Romantic Realignments is one of the longest-running research seminars in Oxford.

Past speakers have included Marilyn Butler, Gerard Carruthers, David Chandler, Heather Glen, Paul Muldoon, Philip Shaw, Fiona Stafford and Peter Swaab, to name but a few.

All are very welcome to submit an abstract — we aim to provide a friendly 'workshop' setting in which speakers can try out new papers as well as more finished pieces, and in which lively discussion can flourish.

Held on Thursdays at 5.15pm, Seminar Room A, St Cross (English Faculty) Building.

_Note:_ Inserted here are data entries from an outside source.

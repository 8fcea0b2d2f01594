// Copyright 2024 RustFS Team
//
// Licensed under the Apache License, Version 2.0 (the "License");
// you may not use this file except in compliance with the License.
// You may obtain a copy of the License at
//
//     http://www.apache.org/licenses/LICENSE-2.0
//
// Unless required by applicable law or agreed to in writing, software
// distributed under the License is distributed on an "AS IS" BASIS,
// WITHOUT WARRANTIES OR CONDITIONS OF ANY KIND, either express or implied.
// See the License for the specific language governing permissions and
// limitations under the License.

use crate::arn::Arn;
use crate::error::TargetError;
use crate::target::{DeliveryRequest, DestinationKind, DestinationTransport};
use async_trait::async_trait;
use reqwest::{Client, RequestBuilder, Response, StatusCode, Url};
use std::time::Duration;
use tracing::{debug, info, instrument};

/// Arguments for configuring a webhook transport
#[derive(Debug, Clone)]
pub struct WebhookArgs {
    /// Base URL, messages go to `{endpoint}/{service}`
    pub endpoint: Url,
    /// The authorization token for the endpoint
    pub auth_token: String,
    pub timeout: Duration,
}

impl WebhookArgs {
    pub fn new(endpoint: &str) -> Result<Self, TargetError> {
        Ok(Self {
            endpoint: Url::parse(endpoint)?,
            auth_token: String::new(),
            timeout: Duration::from_secs(30),
        })
    }

    /// WebhookArgs verification method
    pub fn validate(&self) -> Result<(), TargetError> {
        match self.endpoint.scheme() {
            "http" | "https" => {}
            scheme => {
                return Err(TargetError::Configuration(format!("unsupported webhook scheme '{scheme}'")));
            }
        }
        if self.endpoint.host_str().is_none() {
            return Err(TargetError::Configuration("webhook endpoint has no host".to_string()));
        }
        if self.timeout.is_zero() {
            return Err(TargetError::Configuration("webhook timeout must be positive".to_string()));
        }
        Ok(())
    }
}

/// Forwards every outbound message as JSON to an HTTP endpoint.
///
/// Existence checks are `HEAD {endpoint}/{service}/{arn}`; deliveries are
/// `POST {endpoint}/{service}` with a serialized [`DeliveryRequest`] body.
pub struct WebhookTransport {
    args: WebhookArgs,
    http_client: Client,
}

impl WebhookTransport {
    /// Creates a new WebhookTransport
    #[instrument(skip(args), fields(endpoint = %args.endpoint))]
    pub fn new(args: WebhookArgs) -> Result<Self, TargetError> {
        args.validate()?;
        let http_client = Client::builder()
            .timeout(args.timeout)
            .build()
            .map_err(|e| TargetError::Configuration(format!("Failed to build HTTP client: {e}")))?;
        info!("Webhook transport created");
        Ok(Self { args, http_client })
    }

    /// URL for a service, optionally narrowed to one resource.
    pub fn service_url(&self, kind: DestinationKind, resource: Option<&str>) -> Result<Url, TargetError> {
        let mut url = self.args.endpoint.clone();
        {
            let mut segments = url
                .path_segments_mut()
                .map_err(|_| TargetError::Configuration(format!("{} cannot be a base URL", self.args.endpoint)))?;
            segments.pop_if_empty().push(kind.service_name());
            if let Some(resource) = resource {
                segments.push(resource);
            }
        }
        Ok(url)
    }

    fn authorize(&self, mut req_builder: RequestBuilder) -> RequestBuilder {
        if !self.args.auth_token.is_empty() {
            let tokens: Vec<&str> = self.args.auth_token.split_whitespace().collect();
            match tokens.len() {
                // Already include authentication type and token, such as "Bearer token123"
                2 => req_builder = req_builder.header("Authorization", &self.args.auth_token),
                1 => req_builder = req_builder.header("Authorization", format!("Bearer {}", self.args.auth_token)),
                _ => {}
            }
        }
        req_builder
    }

    fn check_status(resp: &Response, destination: &str) -> Result<(), TargetError> {
        let status = resp.status();
        if status.is_success() {
            Ok(())
        } else if status == StatusCode::NOT_FOUND {
            Err(TargetError::NotFound(destination.to_string()))
        } else if status == StatusCode::UNAUTHORIZED || status == StatusCode::FORBIDDEN {
            Err(TargetError::AccessDenied(format!("{destination} returned '{status}'")))
        } else {
            Err(TargetError::Request(format!("{destination} returned '{status}'")))
        }
    }
}

#[async_trait]
impl DestinationTransport for WebhookTransport {
    fn name(&self) -> &str {
        "webhook"
    }

    async fn lookup(&self, kind: DestinationKind, arn: &Arn) -> Result<(), TargetError> {
        let destination = arn.to_arn_string();
        let url = self.service_url(kind, Some(&destination))?;
        debug!("Looking up destination {} at {}", destination, url);
        let resp = self.authorize(self.http_client.head(url)).send().await?;
        Self::check_status(&resp, &destination)
    }

    async fn send(&self, request: DeliveryRequest) -> Result<(), TargetError> {
        let kind = request.message.kind();
        let destination = request.message.destination();
        let url = self.service_url(kind, None)?;
        let body = serde_json::to_vec(&request)?;
        debug!("Sending {} message for {} to {}", kind, destination, url);

        let resp = self
            .authorize(self.http_client.post(url))
            .header("Content-Type", "application/json")
            .body(body)
            .send()
            .await?;
        Self::check_status(&resp, &destination)
    }
}

#[cfg(test)]
mod tests {
    use super::*;
    use crate::target::OutboundMessage;

    #[test]
    fn test_args_validation() {
        assert!(WebhookArgs::new("http://localhost:4566").unwrap().validate().is_ok());
        assert!(WebhookArgs::new("ftp://localhost").unwrap().validate().is_err());
        assert!(WebhookArgs::new("not a url").is_err());

        let mut args = WebhookArgs::new("https://example.com/hooks").unwrap();
        args.timeout = Duration::ZERO;
        assert!(args.validate().is_err());
    }

    #[test]
    fn test_service_url() {
        let transport = WebhookTransport::new(WebhookArgs::new("http://localhost:4566/hooks/").unwrap()).unwrap();
        let url = transport.service_url(DestinationKind::Queue, None).unwrap();
        assert_eq!(url.as_str(), "http://localhost:4566/hooks/sqs");

        let url = transport
            .service_url(DestinationKind::Function, Some("arn:aws:lambda:us-east-1:0:function:f"))
            .unwrap();
        assert_eq!(url.path(), "/hooks/lambda/arn:aws:lambda:us-east-1:0:function:f");
    }

    #[tokio::test]
    async fn test_send_to_unreachable_endpoint_fails() {
        let mut args = WebhookArgs::new("http://127.0.0.1:1").unwrap();
        args.timeout = Duration::from_secs(2);
        let transport = WebhookTransport::new(args).unwrap();
        let request = DeliveryRequest::new(OutboundMessage::Topic {
            topic_arn: "arn:aws:sns:us-east-1:000000000000:t".to_string(),
            message: "{}".to_string(),
            subject: "s".to_string(),
        });
        let err = transport.send(request).await.unwrap_err();
        assert!(matches!(err, TargetError::Network(_) | TargetError::Timeout(_) | TargetError::Request(_)));
    }
}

If you would like to send us an abstract or suggest a speaker, please contact the current convenors Katherine Fender, Sarah Goode and Honor Rieley at: romantic.realignments@gmail.com

20/11/2012

Dr Monika Class on Narratives of mental illness


Dear all, 

Please join us this Thursday evening to welcome our speaker, Dr Monika Class, who will be presenting on "Narratives of mental illness: the psychological case histories of K. P. Moritz".

Abstract:
Late 18th and early 19th-century British physicians praised Karl Philipp Moritz’s collection of psychological case histories, compiled and published in his Magazine for the Study of the Experience of the Soul (Magazin zur Erfahrungsseelenkunde, 1783-93). The author of Inquiry into the Origin and Nature of Mental Derangement, Alexander Crichton observed that ‘in this work, I found what I had not found in any other publication, a number of well-authenticated cases of insane aberration of mind, narrated in a full and satisfactory manner, without a view to any system whatever’ (1798, p. 162). Building on recent insights in the history of scientific observations, the paper elucidates the unique characteristics of Moritz’s case narratives and places them within the tradition of medical case records that began with Hippocratic practices. To this end, the paper compares parochial variations of printed medical case histories in England and the German states in the long eighteenth century. Subsequently, the paper uncovers how some of Moritz’s ‘sad stories’ travelled across the border to Britain in the early nineteenth century. The paper concludes with an interpretation of Charles Dickens’s ‘Doctor Marigold’s Prescriptions’ arguing that it conveys striking similarities with Moritz’s magazine with regard to the education of children with hearing impairment, sign language and the healing effect of the exchange of psycho-somatic experience.'

As always, all are welcome to the seminar, and to join us for drinks and dinner, starting at Chequers from 7pm.

Hope to see you all there!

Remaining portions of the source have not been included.